(Source data)
>>>
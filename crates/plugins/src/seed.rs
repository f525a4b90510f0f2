// SPDX-License-Identifier: MIT OR Apache-2.0
// Copyright (c) 2026 Richard Majewski - Varanid Works

//! Filesystem seed generation: one-shot expansion of a user prompt into an
//! initial tree of empty, generation-tagged files.

use anyhow::{bail, Context, Result};
use serde_json::json;
use tracing::info;

use touchfs_backend::models::FileList;
use touchfs_backend::{CompletionBackend, Message};
use touchfs_store::{dirname, is_normalized, Node, NodeStore, StoreError, XATTR_GENERATE_CONTENT};

/// Ask the backend for a flat list of paths for `prompt`. Seed requests get
/// their own cache fingerprint so repeated mounts of the same prompt reuse
/// the layout.
pub fn generate_seed_list(backend: &dyn CompletionBackend, prompt: &str) -> Result<Vec<String>> {
    let model = touchfs_config::current_model();
    let request = json!({
        "type": "filesystem_seed",
        "prompt": prompt,
        "model": model,
    });
    if let Some(hit) = touchfs_cache::get(&request) {
        if let Ok(parsed) = serde_json::from_value::<FileList>(hit) {
            return Ok(parsed.files);
        }
    }

    let schema = schemars::gen::SchemaGenerator::default().into_root_schema_for::<FileList>();
    let schema = serde_json::to_value(schema)?;
    let messages = [
        Message::system(touchfs_config::seed_system_prompt()),
        Message::user(prompt),
    ];
    let value = backend
        .chat(&model, &messages, "file_list", &schema)
        .context("generate filesystem layout")?;
    let parsed: FileList = serde_json::from_value(value.clone())
        .context("filesystem layout response does not match schema")?;
    touchfs_cache::put(&request, &value);
    info!(files = parsed.files.len(), "seed_list_generated");
    Ok(parsed.files)
}

/// Expand a path list into the tree: every ancestor becomes a directory,
/// every leaf an empty file tagged for one-shot generation.
///
/// The whole operation is rejected if any path is not an absolute,
/// normalized POSIX path; nothing is inserted in that case. Paths with
/// components in the plugin namespace are skipped, never created.
pub fn expand_file_list(store: &NodeStore, files: &[String]) -> Result<()> {
    for path in files {
        if path == "/" || !is_normalized(path) {
            bail!("invalid seed path '{path}': paths must be absolute and normalized");
        }
    }

    for path in files {
        if path.split('/').any(|c| c.starts_with(".touchfs")) {
            continue;
        }
        store
            .ensure_dir_all(&dirname(path))
            .with_context(|| format!("create parents of {path}"))?;
        let mut node = Node::file(0o644);
        node.xattrs
            .insert(XATTR_GENERATE_CONTENT.to_string(), b"true".to_vec());
        match store.insert(path, node) {
            Ok(()) | Err(StoreError::Exists) => {}
            Err(e) => return Err(e).with_context(|| format!("insert {path}")),
        }
    }
    Ok(())
}

#[cfg(test)]
mod tests {
    use super::*;

    #[test]
    fn expansion_creates_ancestors_and_tagged_leaves() {
        let store = NodeStore::new();
        let files = vec![
            "/calculator/__init__.py".to_string(),
            "/calculator/operations.py".to_string(),
            "/tests/test_operations.py".to_string(),
        ];
        expand_file_list(&store, &files).unwrap();

        assert!(store.find("/calculator").unwrap().is_dir());
        let node = store.find("/calculator/operations.py").unwrap();
        assert!(node.is_file());
        assert_eq!(node.size(), 0);
        assert!(node.wants_generation());
    }

    #[test]
    fn relative_or_unnormalized_paths_reject_the_whole_batch() {
        let store = NodeStore::new();
        let before = store.paths();
        let files = vec!["/ok.txt".to_string(), "src/main.py".to_string()];
        assert!(expand_file_list(&store, &files).is_err());
        assert_eq!(store.paths(), before);

        let files = vec!["/a//b.txt".to_string()];
        assert!(expand_file_list(&store, &files).is_err());
        assert_eq!(store.paths(), before);
    }

    #[test]
    fn plugin_namespace_is_never_seeded() {
        let store = NodeStore::new();
        let files = vec![
            "/.touchfs/evil".to_string(),
            "/proj/.touchfs.prompt".to_string(),
            "/proj/main.py".to_string(),
        ];
        expand_file_list(&store, &files).unwrap();
        assert!(!store.contains("/.touchfs/evil"));
        assert!(!store.contains("/proj/.touchfs.prompt"));
        assert!(store.contains("/proj/main.py"));
    }
}
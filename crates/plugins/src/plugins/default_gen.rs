// SPDX-License-Identifier: MIT OR Apache-2.0
// Copyright (c) 2026 Richard Majewski - Varanid Works

//! Default text generator: resolves the nearest prompt and model, then asks
//! the chat backend for a `{content}` object.

use anyhow::{Context, Result};
use serde_json::{Map, Value};
use tracing::debug;

use touchfs_backend::models::GeneratedContent;
use touchfs_backend::Message;
use touchfs_store::Node;

use crate::{Generated, Plugin, PluginEnv, PROC_DIR};

pub struct DefaultGenerator;

impl Plugin for DefaultGenerator {
    fn name(&self) -> &'static str {
        "default"
    }

    /// Accepts any file that has no pinned generator (or is pinned to us).
    fn can_handle(&self, _path: &str, node: &Node) -> bool {
        node.is_file()
            && match node.generator() {
                None => true,
                Some(g) => g == "default",
            }
    }

    fn generate(&self, env: &PluginEnv<'_>, path: &str, _node: &Node) -> Result<Generated> {
        let overlay = touchfs_config::overlay_root();
        let prompt = touchfs_config::resolve_prompt(env.store, path, overlay.as_deref())?;
        let model = touchfs_config::resolve_model(env.store, path, overlay.as_deref())?;
        debug!(%path, %model, "default_generation");

        let structure = visible_structure(&env.store.serialize_public());
        let user = format!(
            "Generate content for the file {path}.\n\n\
             Current filesystem structure:\n{structure}\n\n\
             Requirements:\n\
             1. Content must be specific to this path.\n\
             2. Content must fit the file's name and location.\n\
             3. Content must differ from sibling files.\n\
             4. Content must follow standard conventions for the file type.\n",
            structure = serde_json::to_string_pretty(&structure)?,
        );
        let messages = [Message::system(prompt), Message::user(user)];

        let parsed: GeneratedContent =
            touchfs_backend::chat_parsed(env.backend, &model, &messages, "generated_content")
                .with_context(|| format!("generate content for {path}"))?;
        Ok(Generated::Text(parsed.content))
    }
}

/// Structure view with the proc overlay filtered out, so control files never
/// leak into prompts.
fn visible_structure(view: &Value) -> Value {
    let Some(map) = view.as_object() else {
        return view.clone();
    };
    let filtered: Map<String, Value> = map
        .iter()
        .filter(|(path, _)| *path != PROC_DIR && !path.starts_with("/.touchfs/"))
        .map(|(k, v)| (k.clone(), v.clone()))
        .collect();
    Value::Object(filtered)
}

#[cfg(test)]
mod tests {
    use super::*;
    use serde_json::json;

    #[test]
    fn proc_paths_are_filtered_from_the_structure_view() {
        let view = json!({
            "/": {"type": "directory"},
            "/.touchfs": {"type": "directory"},
            "/.touchfs/tree": {"type": "file"},
            "/main.py": {"type": "file"},
        });
        let visible = visible_structure(&view);
        let keys: Vec<&String> = visible.as_object().unwrap().keys().collect();
        assert_eq!(keys, ["/", "/main.py"]);
    }

    #[test]
    fn handles_only_unpinned_or_self_pinned_files() {
        let plugin = DefaultGenerator;
        let mut node = Node::file(0o644);
        assert!(plugin.can_handle("/a.txt", &node));
        node.xattrs
            .insert(touchfs_store::XATTR_GENERATOR.into(), b"image".to_vec());
        assert!(!plugin.can_handle("/a.txt", &node));
        node.xattrs
            .insert(touchfs_store::XATTR_GENERATOR.into(), b"default".to_vec());
        assert!(plugin.can_handle("/a.txt", &node));
    }
}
<<<
**EXERCISE AIM:** Please give an exact copy of the entries above, from the line with "Seed requests get" down to the line with "let parsed: FileList", inclusive, and nothing else.

**SOLUTION TO THE EXERCISE:**
/// Ask the backend for a flat list of paths for `prompt`. Seed requests get
/// their own cache fingerprint so repeated mounts of the same prompt reuse
/// the layout.
pub fn generate_seed_list(backend: &dyn CompletionBackend, prompt: &str) -> Result<Vec<String>> {
    let model = touchfs_config::current_model();
    let request = json!({
        "type": "filesystem_seed",
        "prompt": prompt,
        "model": model,
    });
    if let Some(hit) = touchfs_cache::get(&request) {
        if let Ok(parsed) = serde_json::from_value::<FileList>(hit) {
            return Ok(parsed.files);
        }
    }

    let schema = schemars::gen::SchemaGenerator::default().into_root_schema_for::<FileList>();
    let schema = serde_json::to_value(schema)?;
    let messages = [
        Message::system(touchfs_config::seed_system_prompt()),
        Message::user(prompt),
    ];
    let value = backend
        .chat(&model, &messages, "file_list", &schema)
        .context("generate filesystem layout")?;
    let parsed: FileList = serde_json::from_value(value.clone())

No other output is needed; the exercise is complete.